Doctors who hired hit men, molested patients got licenses back

Here's a must-read, in case you missed it. Last week the Orange County Register published an investigation looking at the Medical Board of California’s decisions to reinstate doctors after stripping them of their licenses to practice medicine.

Flickr photo by PeterChad

The story was a comprehensive follow-up to articles by the Register about an Anaheim obstetrician who had been stripped of his license after being accused of gross negligence. That doctor now stands accused of gross negligence a second time.

The Register did not find a second case of a reinstated doctor accused of gravely harming patients again.

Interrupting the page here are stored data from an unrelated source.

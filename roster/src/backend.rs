//! A minimal 0/1 MIP backend abstraction: add binary variable, add integer
//! variable with bounds, add linear constraint (≤, ≥, =), add linear
//! objective term, solve, read values. Any 0/1 MIP backend fits this shape.
//! [`GoodLpBackend`] is the one concrete implementation, built on `good_lp`'s
//! pure-Rust `microlp` solver.

use std::collections::HashMap;
use std::time::Duration;

use good_lp::{variable, Expression, ProblemVariables, Solution as GoodLpSolution, SolverModel, Variable};

use crate::error::SolverError;

#[derive(Debug, Clone, Copy, PartialEq, Eq)]
pub enum ConstraintOp {
    Le,
    Ge,
    Eq,
}

/// The only two outcomes the solver driver (C5) is allowed to observe:
/// either an optimal assignment, or nothing at all. An invocation failure
/// (crash, I/O) is a distinct `Err`.
pub enum SolveOutcome<V> {
    Optimal(HashMap<V, f64>),
    NotOptimal,
}

pub trait MipBackend: Default {
    type Var: Copy + Eq + std::hash::Hash + std::fmt::Debug;

    fn add_binary_var(&mut self) -> Self::Var;
    fn add_integer_var(&mut self, lower: f64, upper: f64) -> Self::Var;
    fn add_constraint(&mut self, terms: &[(f64, Self::Var)], op: ConstraintOp, rhs: f64);
    fn add_objective_term(&mut self, coeff: f64, var: Self::Var);

    /// Consumes the model and solves it. `time_limit` is honored on a
    /// best-effort basis: not every backend (including the default
    /// `microlp` one) exposes a wall-clock cutoff; a backend that cannot
    /// honor it runs to completion. A timeout that elapses without an
    /// optimum found MUST be reported as `NotOptimal`, never as an `Err`.
    fn solve(self, time_limit: Option<Duration>) -> Result<SolveOutcome<Self::Var>, SolverError>;
}

#[derive(Default)]
pub struct GoodLpBackend {
    vars: ProblemVariables,
    created: Vec<Variable>,
    constraints: Vec<good_lp::constraint::Constraint>,
    objective: Expression,
}

impl MipBackend for GoodLpBackend {
    type Var = Variable;

    fn add_binary_var(&mut self) -> Variable {
        let v = self.vars.add(variable().binary());
        self.created.push(v);
        v
    }

    fn add_integer_var(&mut self, lower: f64, upper: f64) -> Variable {
        let v = self.vars.add(variable().integer().min(lower).max(upper));
        self.created.push(v);
        v
    }

    fn add_constraint(&mut self, terms: &[(f64, Variable)], op: ConstraintOp, rhs: f64) {
        let expr = terms
            .iter()
            .fold(Expression::from(0.0), |acc, (coeff, var)| acc + *coeff * *var);
        let constraint = match op {
            ConstraintOp::Le => expr.leq(rhs),
            ConstraintOp::Ge => expr.geq(rhs),
            ConstraintOp::Eq => expr.eq(rhs),
        };
        self.constraints.push(constraint);
    }

    fn add_objective_term(&mut self, coeff: f64, var: Variable) {
        self.objective += coeff * var;
    }

    fn solve(self, _time_limit: Option<Duration>) -> Result<SolveOutcome<Variable>, SolverError> {
        let GoodLpBackend {
            vars,
            created,
            constraints,
            objective,
        } = self;

        let mut problem = vars.maximise(objective).using(good_lp::default_solver);
        for constraint in constraints {
            problem = problem.with(constraint);
        }

        match problem.solve() {
            Ok(solution) => {
                let values = created.iter().map(|v| (*v, solution.value(*v))).collect();
                Ok(SolveOutcome::Optimal(values))
            }
            Err(good_lp::ResolutionError::Infeasible) | Err(good_lp::ResolutionError::Unbounded) => {
                Ok(SolveOutcome::NotOptimal)
            }
            Err(other) => Err(SolverError(format!("{other:?}"))),
        }
    }
}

However, it found that some doctors were given their licenses back after spending more time in prison than they had spent in medical school. One had tried to hire an undercover cop to kill his ex-wife. Another had pleaded guilty to charges linked to bilking the worker’s compensation system out of $30 million before getting the go-ahead to see patients again.

All told, 1,017 doctors were stripped of their licenses in the last decade. During that time, 123 doctors tried to get their licenses back. More than half, 66, prevailed.

Of those, 16 got in trouble again, the Register reported.

Reporter Courtney Perkes highlighted the story of one doctor who was reinstated over the strenuous objections of one former Medical Board member. That member went on to state office, where he wrote a law preventing the very scenario he presided over in the first place, the Register reported. Here are the details about the doctor:

El Centro neurologist Thomas Tartaro was accused by the medical board of sexually abusing female patients, often telling them to remove their clothing for an exam and then rubbing his genitals against their buttocks and suggesting sex acts. Prosecutors charged him with eight counts of sexual battery; his probation report said that another eight victims declined to press charges.

"This officer can think of nothing worse that a doctor could do to his patients," a probation officer wrote in a pre-sentencing report.

Tartaro pled no contest in 1994 to one felony charge of sexual battery on a restrained victim, a deal which allowed him to avoid state prison, records show. A judge sent Tartaro to the Imperial County Jail for 90 days instead. His license was revoked in 1995.

When Tartaro sought reinstatement of his license five years later, he said he had been addicted to prescription drugs that he received as samples. He underwent treatment for drug abuse, volunteered by reading to the blind and testified that he would always feel guilt.

A judge found Tartaro showed "extreme remorse" for his crimes, "exemplary fortitude" in overcoming his addiction, and had maintained his "medical acumen." The board reinstated him in 2002 but barred him from practicing on female patients during his 10 years of probation.

The former medical board member who attempted to legislate Tartaro out of practice was Rudy Bermudez. Check it out:

After his election to the state Assembly a year after Tartaro's reinstatement, former medical board member Bermudez wrote legislation with him in mind.

The 2005 law permanently revokes the license of doctors for as long as they remain registered felony sex offenders. Those convicted before 2005 can be reinstated after five years if a Superior Court judge finds they pose no safety threat to patients, the law says.

"No one is owed a medical license," Bermudez said. "You earn it. It's a privilege to be a physician in California."